Case M57

Judges:
HP Stevens Ch

CF Fairleigh QC
JR Harrowell M

Court:
No. 1 Board of Review

Judgment date: 25 August 1980.

H.P. Stevens (Chairman)

This is the counterpart reference of that by an individual (Reference No. 26/1979) [ Case
M56 80 ATC 369 ] and concerns whether or not the Commissioner's action in treating a claim for a retiring allowance of $20,000 to the individual as allowable to the extent of $8,060 only is correct.

2. In its objection the taxpayer company claimed inter alia, that the amount was pursuant to sec. 78(1)(c), ``paid in good faith in consideration of the past services of the employee'' and that ``notwithstanding Section 78(1)(c) of the Act, in any case Section 51(1) would apply as the whole amount paid was necessarily incurred by the company in carrying on business for the taxpayer (of) gaining or producing of its assessable income''.
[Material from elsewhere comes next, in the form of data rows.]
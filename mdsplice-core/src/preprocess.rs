//! The preprocessing passes and the standalone entry point.
//!
//! Two independent walks exist over the same tree: the substitute pass
//! (include expansion plus reference rewriting) and the anchor pass. The
//! anchor pass must never see unexpanded directives, so callers run it
//! after, or entirely without, the substitute pass.

use crate::anchors::{self, AnchorMode};
use crate::book::Book;
use crate::error::{Error, Result};
use crate::include::{expand_includes, Roots};
use crate::rewrite::{self, RendererContext};
use std::collections::HashSet;
use std::fs;
use std::path::Path;

/// Expand includes and rewrite references in every chapter.
pub fn substitute_pass(
    book: &mut Book,
    roots: &Roots,
    context: RendererContext,
    base_url: &str,
) -> Result<()> {
    let canonical_root = match roots.source.canonicalize() {
        Ok(path) => path,
        Err(source) => return Err(Error::io(&roots.source, source)),
    };

    book.for_each_chapter_mut(&mut |chapter| {
        let Some(rel_path) = chapter.path.clone() else {
            tracing::debug!("skipping draft chapter without a path");
            return Ok(());
        };

        let file = match roots.source.join(&rel_path).canonicalize() {
            Ok(path) => path,
            Err(source) => return Err(Error::io(roots.source.join(&rel_path), source)),
        };
        if !file.starts_with(&canonical_root) {
            return Err(Error::PathOutsideRoot {
                path: rel_path,
                root: roots.source.clone(),
            });
        }

        let expanded = expand_includes(&chapter.content, &file, roots, &HashSet::new())?;
        let resolved = match context {
            RendererContext::Html => rewrite::resolve_docroot_html(&expanded, &rel_path),
            RendererContext::Other => rewrite::resolve_docroot_manpage(&expanded, base_url),
        };
        chapter.content = rewrite::resolve_at_escapes(&resolved);
        Ok(())
    })
}

/// Rewrite anchor markers in every chapter.
pub fn anchor_pass(book: &mut Book, mode: AnchorMode) -> Result<()> {
    book.for_each_chapter_mut(&mut |chapter| {
        chapter.content = anchors::rewrite_anchors(&chapter.content, mode);
        Ok(())
    })
}

/// Standalone manpage mode: fully expand and rewrite a single file.
pub fn process_file(
    input: &Path,
    roots: &Roots,
    base_url: &str,
    strip_anchors: bool,
) -> Result<String> {
    let file = match input.canonicalize() {
        Ok(path) => path,
        Err(source) => return Err(Error::io(input, source)),
    };
    let content = match fs::read_to_string(&file) {
        Ok(content) => content,
        Err(source) => return Err(Error::io(file, source)),
    };

    let expanded = expand_includes(&content, &file, roots, &HashSet::new())?;
    let resolved = rewrite::resolve_at_escapes(&rewrite::resolve_docroot_manpage(
        &expanded, base_url,
    ));
    Ok(if strip_anchors {
        anchors::rewrite_anchors(&resolved, AnchorMode::Strip)
    } else {
        resolved
    })
}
3. The Commissioner in his reg. 35(1) statement to the Board said that of the $20,000 paid ``which would otherwise be an allowable deduction, $11,940 is not an allowable deduction because in the opinion of the Commissioner formed under section 109 it exceeded an amount which is considered reasonable''. This statement thus accepts the $20,000 as an allowable deduction in terms of either sec. 51(1) or sec. 78(1)(c) unless an opinion is formed in terms of sec. 109 and the Commissioner's representative argued the case accordingly. He said the holiday pay component of $960 ``may be allowable under 51 and the Commissioner is not disputing the deductibility of the balance under 78(1)(c), purely that it ($20,000) should be reduced to the sum of $8,060, or no greater amount than $8,060, being a reasonable amount''.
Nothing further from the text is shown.